> _Exercise_
Could you print every line from the first one of the records below through the line containing "let occupancy = Occupancy::of(pieces);", with both included and nothing else?

> _Stored data_
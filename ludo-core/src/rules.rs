//! Movement rules: legal destinations, blocks, captures and wins
//!
//! Everything here is a pure function of a piece snapshot. Illegal moves
//! come back as `None`; nothing in this module fails.

use crate::board::{
    is_safe, is_track, next_cell, start_cell, FINISHED_POSITION, HOME_STRETCH_END, MAX_STACK,
};
use crate::pieces::{Color, Piece, PieceId, PieceStatus};
use rustc_hash::FxHashMap;
use std::collections::BTreeMap;

/// All pieces of a game, keyed by id
pub type Pieces = BTreeMap<PieceId, Piece>;

/// Where a legal move puts the piece
#[derive(Clone, Copy, Debug, PartialEq, Eq)]
pub struct MoveTarget {
    pub position: i8,
    pub status: PieceStatus,
}

/// Per-color piece counts on each contested track cell
struct Occupancy {
    cells: FxHashMap<i8, [usize; 4]>,
}

impl Occupancy {
    fn of(pieces: &Pieces) -> Self {
        let mut cells: FxHashMap<i8, [usize; 4]> = FxHashMap::default();
        for piece in pieces.values() {
            if piece.status == PieceStatus::Active && is_track(piece.position) {
                cells.entry(piece.position).or_default()[piece.color.index()] += 1;
            }
        }
        Self { cells }
    }

    fn counts(&self, cell: i8) -> [usize; 4] {
        self.cells.get(&cell).copied().unwrap_or_default()
    }

    fn own(&self, cell: i8, color: Color) -> usize {
        self.counts(cell)[color.index()]
    }

    /// Two or more pieces of one opposing color
    fn opponent_block(&self, cell: i8, color: Color) -> bool {
        let counts = self.counts(cell);
        Color::ALL
            .iter()
            .any(|&c| c != color && counts[c.index()] >= 2)
    }

    fn has_opponent(&self, cell: i8, color: Color) -> bool {
        let counts = self.counts(cell);
        Color::ALL
            .iter()
            .any(|&c| c != color && counts[c.index()] > 0)
    }
}

/// Compute where `piece` lands with `dice`, or `None` if it may not move.
pub fn compute_move(
    piece: &Piece,
    dice: u8,
    player: Color,
    pieces: &Pieces,
) -> Option<MoveTarget> {
    if piece.color != player || piece.status == PieceStatus::Home {
        return None;
    }
    if !(1..=6).contains(&dice) {
        return None;
    }

    let occupancy = Occupancy::of(pieces);

    if piece.status == PieceStatus::Base {
        return exit_base(dice, player, &occupancy);
    }

    let mut path = Vec::with_capacity(dice as usize);
    let mut cell = piece.position;
    for _ in 0..dice {
        cell = next_cell(player, cell);
        path.push(cell);
    }

    let mut destination = cell;
    if destination > HOME_STRETCH_END {
        return None;
    }
    let mut status = PieceStatus::Active;
    if destination == HOME_STRETCH_END {
        status = PieceStatus::Home;
        destination = FINISHED_POSITION;
    }

    for &step in &path {
        // Home stretch cells are private to their color
        if !is_track(step) {
            continue;
        }
        if occupancy.opponent_block(step, player) {
            return None;
        }
        let own = occupancy.own(step, player);
        if step == destination {
            if own >= MAX_STACK {
                return None;
            }
        } else if own >= 2 {
            return None;
        }
    }

    // Safe cells are exclusive: an opponent there cannot be joined
    if status == PieceStatus::Active
        && is_track(destination)
        && is_safe(destination)
        && occupancy.has_opponent(destination, player)
    {
        return None;
    }

    Some(MoveTarget {
        position: destination,
        status,
    })
}

fn exit_base(dice: u8, player: Color, occupancy: &Occupancy) -> Option<MoveTarget> {
    if dice != 6 {
        return None;
    }
    let start = start_cell(player);
    if occupancy.opponent_block(start, player) || occupancy.own(start, player) >= MAX_STACK {
        return None;
    }
    Some(MoveTarget {
        position: start,
        status: PieceStatus::Active,
    })
}

/// Ids of `player`'s pieces that have a legal move with `dice`, in id order
pub fn find_movable_pieces(player: Color, dice: u8, pieces: &Pieces) -> Vec<PieceId> {
    pieces
        .values()
        .filter(|p| p.color == player && p.status != PieceStatus::Home)
        .filter(|p| compute_move(p, dice, player, pieces).is_some())
        .map(|p| p.id)
        .collect()
}

/// Opposing pieces a completed move onto `target` sends back to base.
///
/// Only non-safe track cells capture. `pieces` is the snapshot before the
/// mover is placed.
pub fn captured_by(target: MoveTarget, player: Color, pieces: &Pieces) -> Vec<PieceId> {
    if target.status != PieceStatus::Active
        || !is_track(target.position)
        || is_safe(target.position)
    {
        return Vec::new();
    }
    pieces
        .values()
        .filter(|p| {
            p.color != player && p.status == PieceStatus::Active && p.position == target.position
        })
        .map(|p| p.id)
        .collect()
}

/// All four of `color`'s pieces are home
pub fn has_won(color: Color, pieces: &Pieces) -> bool {
    pieces
        .values()
        .filter(|p| p.color == color)
        .all(|p| p.status == PieceStatus::Home)
}

/// Every piece of every color in base
pub fn starting_pieces() -> Pieces {
    Color::ALL
        .iter()
        .flat_map(|&c| PieceId::of(c))
        .map(|id| (id, Piece::in_base(id)))
        .collect()
}

#[cfg(test)]
mod tests {
    use super::*;
    use crate::board::BASE_POSITION;

    fn id(color: Color, index: u8) -> PieceId {
        PieceId::new(color, index)
    }

    fn place(pieces: &mut Pieces, id: PieceId, position: i8) {
        let piece = pieces.get_mut(&id).unwrap();
        piece.position = position;
        piece.status = match position {
            BASE_POSITION => PieceStatus::Base,
            FINISHED_POSITION => PieceStatus::Home,
            _ => PieceStatus::Active,
        };
    }

    fn target(position: i8) -> Option<MoveTarget> {
        Some(MoveTarget {
            position,
            status: PieceStatus::Active,
        })
    }

    #[test]
    fn test_base_exit_requires_six() {
        let pieces = starting_pieces();
        for color in Color::ALL {
            let piece = pieces[&id(color, 0)];
            for dice in 1..6 {
                assert_eq!(compute_move(&piece, dice, color, &pieces), None);
            }
            assert_eq!(compute_move(&piece, 6, color, &pieces), target(start_cell(color)));
        }
    }

    #[test]
    fn test_wrong_color_or_finished_piece_cannot_move() {
        let mut pieces = starting_pieces();
        let piece = pieces[&id(Color::Green, 0)];
        assert_eq!(compute_move(&piece, 6, Color::Red, &pieces), None);

        place(&mut pieces, id(Color::Red, 0), FINISHED_POSITION);
        let finished = pieces[&id(Color::Red, 0)];
        assert_eq!(compute_move(&finished, 6, Color::Red, &pieces), None);
    }

    #[test]
    fn test_base_exit_blocked_by_opponent_block() {
        let mut pieces = starting_pieces();
        place(&mut pieces, id(Color::Blue, 0), 13);
        place(&mut pieces, id(Color::Blue, 1), 13);
        let piece = pieces[&id(Color::Green, 0)];
        assert_eq!(compute_move(&piece, 6, Color::Green, &pieces), None);
    }

    #[test]
    fn test_base_exit_not_blocked_by_mixed_colors() {
        let mut pieces = starting_pieces();
        place(&mut pieces, id(Color::Blue, 0), 13);
        place(&mut pieces, id(Color::Red, 0), 13);
        let piece = pieces[&id(Color::Green, 0)];
        assert_eq!(compute_move(&piece, 6, Color::Green, &pieces), target(13));
    }

    #[test]
    fn test_base_exit_full_stack() {
        let mut pieces = starting_pieces();
        for i in 0..3 {
            place(&mut pieces, id(Color::Red, i), 0);
        }
        let last = pieces[&id(Color::Red, 3)];
        // Fourth piece still fits
        assert_eq!(compute_move(&last, 6, Color::Red, &pieces), target(0));

        // A fifth piece waiting in base cannot join a full start cell
        place(&mut pieces, id(Color::Red, 3), 0);
        let extra = PieceId::new(Color::Red, 4);
        pieces.insert(
            extra,
            Piece {
                id: extra,
                color: Color::Red,
                status: PieceStatus::Base,
                position: BASE_POSITION,
            },
        );
        let waiting = pieces[&extra];
        assert_eq!(compute_move(&waiting, 6, Color::Red, &pieces), None);
    }

    #[test]
    fn test_red_enters_home_stretch_instead_of_wrapping() {
        let mut pieces = starting_pieces();
        place(&mut pieces, id(Color::Red, 0), 50);
        let piece = pieces[&id(Color::Red, 0)];
        assert_eq!(compute_move(&piece, 3, Color::Red, &pieces), target(53));
    }

    #[test]
    fn test_other_colors_wrap_the_track() {
        let mut pieces = starting_pieces();
        place(&mut pieces, id(Color::Yellow, 0), 50);
        let piece = pieces[&id(Color::Yellow, 0)];
        assert_eq!(compute_move(&piece, 4, Color::Yellow, &pieces), target(2));
    }

    #[test]
    fn test_overshoot_is_illegal() {
        let mut pieces = starting_pieces();
        place(&mut pieces, id(Color::Red, 0), 55);
        let piece = pieces[&id(Color::Red, 0)];
        assert_eq!(compute_move(&piece, 3, Color::Red, &pieces), None);
        assert!(find_movable_pieces(Color::Red, 3, &pieces).is_empty());
    }

    #[test]
    fn test_exact_landing_finishes() {
        let mut pieces = starting_pieces();
        place(&mut pieces, id(Color::Red, 0), 55);
        let piece = pieces[&id(Color::Red, 0)];
        assert_eq!(
            compute_move(&piece, 2, Color::Red, &pieces),
            Some(MoveTarget {
                position: FINISHED_POSITION,
                status: PieceStatus::Home,
            })
        );
    }

    #[test]
    fn test_opponent_block_stops_passing() {
        let mut pieces = starting_pieces();
        place(&mut pieces, id(Color::Red, 0), 2);
        place(&mut pieces, id(Color::Green, 0), 4);
        place(&mut pieces, id(Color::Green, 1), 4);
        let piece = pieces[&id(Color::Red, 0)];
        assert_eq!(compute_move(&piece, 1, Color::Red, &pieces), target(3));
        assert_eq!(compute_move(&piece, 2, Color::Red, &pieces), None);
        assert_eq!(compute_move(&piece, 5, Color::Red, &pieces), None);
    }

    #[test]
    fn test_single_opponents_do_not_block() {
        let mut pieces = starting_pieces();
        place(&mut pieces, id(Color::Red, 0), 2);
        place(&mut pieces, id(Color::Green, 0), 4);
        place(&mut pieces, id(Color::Blue, 0), 4);
        let piece = pieces[&id(Color::Red, 0)];
        assert_eq!(compute_move(&piece, 4, Color::Red, &pieces), target(6));
    }

    #[test]
    fn test_own_block_cannot_be_jumped_but_can_be_joined() {
        let mut pieces = starting_pieces();
        place(&mut pieces, id(Color::Red, 0), 2);
        place(&mut pieces, id(Color::Red, 1), 5);
        place(&mut pieces, id(Color::Red, 2), 5);
        let piece = pieces[&id(Color::Red, 0)];
        assert_eq!(compute_move(&piece, 3, Color::Red, &pieces), target(5));
        assert_eq!(compute_move(&piece, 4, Color::Red, &pieces), None);
    }

    #[test]
    fn test_stack_capacity() {
        let mut pieces = starting_pieces();
        for i in 0..3 {
            place(&mut pieces, id(Color::Red, i), 5);
        }
        place(&mut pieces, id(Color::Red, 3), 3);
        let mover = pieces[&id(Color::Red, 3)];
        assert_eq!(compute_move(&mover, 2, Color::Red, &pieces), target(5));

        // A fifth piece never fits on a full stack
        place(&mut pieces, id(Color::Red, 3), 5);
        let extra = PieceId::new(Color::Red, 4);
        pieces.insert(
            extra,
            Piece {
                id: extra,
                color: Color::Red,
                status: PieceStatus::Active,
                position: 3,
            },
        );
        let mover = pieces[&extra];
        assert_eq!(compute_move(&mover, 2, Color::Red, &pieces), None);
    }

    #[test]
    fn test_safe_cell_with_opponent_is_closed() {
        let mut pieces = starting_pieces();
        place(&mut pieces, id(Color::Red, 0), 5);
        place(&mut pieces, id(Color::Yellow, 0), 8);
        let piece = pieces[&id(Color::Red, 0)];
        assert_eq!(compute_move(&piece, 3, Color::Red, &pieces), None);
        // Passing over it is fine
        assert_eq!(compute_move(&piece, 4, Color::Red, &pieces), target(9));
    }

    #[test]
    fn test_home_stretch_is_never_contested() {
        let mut pieces = starting_pieces();
        place(&mut pieces, id(Color::Red, 0), 52);
        place(&mut pieces, id(Color::Green, 0), 54);
        place(&mut pieces, id(Color::Green, 1), 54);
        let piece = pieces[&id(Color::Red, 0)];
        assert_eq!(compute_move(&piece, 3, Color::Red, &pieces), target(55));
    }

    #[test]
    fn test_capture_on_plain_cell() {
        let mut pieces = starting_pieces();
        place(&mut pieces, id(Color::Green, 0), 10);
        let captured = captured_by(target(10).unwrap(), Color::Red, &pieces);
        assert_eq!(captured, vec![id(Color::Green, 0)]);
    }

    #[test]
    fn test_capture_takes_every_opponent_on_cell() {
        let mut pieces = starting_pieces();
        place(&mut pieces, id(Color::Green, 0), 10);
        place(&mut pieces, id(Color::Blue, 2), 10);
        place(&mut pieces, id(Color::Red, 1), 10);
        let captured = captured_by(target(10).unwrap(), Color::Red, &pieces);
        assert_eq!(captured, vec![id(Color::Green, 0), id(Color::Blue, 2)]);
    }

    #[test]
    fn test_no_capture_on_safe_or_home_cells() {
        let mut pieces = starting_pieces();
        place(&mut pieces, id(Color::Green, 0), 13);
        assert!(captured_by(target(13).unwrap(), Color::Red, &pieces).is_empty());

        // Green in its own home stretch shares the number 53 with red's
        place(&mut pieces, id(Color::Green, 1), 53);
        assert!(captured_by(target(53).unwrap(), Color::Red, &pieces).is_empty());
    }

    #[test]
    fn test_find_movable_pieces() {
        let mut pieces = starting_pieces();
        assert!(find_movable_pieces(Color::Red, 4, &pieces).is_empty());
        assert_eq!(find_movable_pieces(Color::Red, 6, &pieces).len(), 4);

        place(&mut pieces, id(Color::Red, 2), 20);
        assert_eq!(find_movable_pieces(Color::Red, 4, &pieces), vec![id(Color::Red, 2)]);
    }

    #[test]
    fn test_has_won() {
        let mut pieces = starting_pieces();
        for i in 0..3 {
            place(&mut pieces, id(Color::Blue, i), FINISHED_POSITION);
        }
        assert!(!has_won(Color::Blue, &pieces));
        place(&mut pieces, id(Color::Blue, 3), FINISHED_POSITION);
        assert!(has_won(Color::Blue, &pieces));
        assert!(!has_won(Color::Red, &pieces));
    }
}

> _Written solution_
filename ludo-core/src/rules.rs
//! Movement rules: legal destinations, blocks, captures and wins
//!
//! Everything here is a pure function of a piece snapshot. Illegal moves
//! come back as `None`; nothing in this module fails.

use crate::board::{
    is_safe, is_track, next_cell, start_cell, FINISHED_POSITION, HOME_STRETCH_END, MAX_STACK,
};
use crate::pieces::{Color, Piece, PieceId, PieceStatus};
use rustc_hash::FxHashMap;
use std::collections::BTreeMap;

/// All pieces of a game, keyed by id
pub type Pieces = BTreeMap<PieceId, Piece>;

/// Where a legal move puts the piece
#[derive(Clone, Copy, Debug, PartialEq, Eq)]
pub struct MoveTarget {
    pub position: i8,
    pub status: PieceStatus,
}

/// Per-color piece counts on each contested track cell
struct Occupancy {
    cells: FxHashMap<i8, [usize; 4]>,
}

impl Occupancy {
    fn of(pieces: &Pieces) -> Self {
        let mut cells: FxHashMap<i8, [usize; 4]> = FxHashMap::default();
        for piece in pieces.values() {
            if piece.status == PieceStatus::Active && is_track(piece.position) {
                cells.entry(piece.position).or_default()[piece.color.index()] += 1;
            }
        }
        Self { cells }
    }

    fn counts(&self, cell: i8) -> [usize; 4] {
        self.cells.get(&cell).copied().unwrap_or_default()
    }

    fn own(&self, cell: i8, color: Color) -> usize {
        self.counts(cell)[color.index()]
    }

    /// Two or more pieces of one opposing color
    fn opponent_block(&self, cell: i8, color: Color) -> bool {
        let counts = self.counts(cell);
        Color::ALL
            .iter()
            .any(|&c| c != color && counts[c.index()] >= 2)
    }

    fn has_opponent(&self, cell: i8, color: Color) -> bool {
        let counts = self.counts(cell);
        Color::ALL
            .iter()
            .any(|&c| c != color && counts[c.index()] > 0)
    }
}

/// Compute where `piece` lands with `dice`, or `None` if it may not move.
pub fn compute_move(
    piece: &Piece,
    dice: u8,
    player: Color,
    pieces: &Pieces,
) -> Option<MoveTarget> {
    if piece.color != player || piece.status == PieceStatus::Home {
        return None;
    }
    if !(1..=6).contains(&dice) {
        return None;
    }

    let occupancy = Occupancy::of(pieces);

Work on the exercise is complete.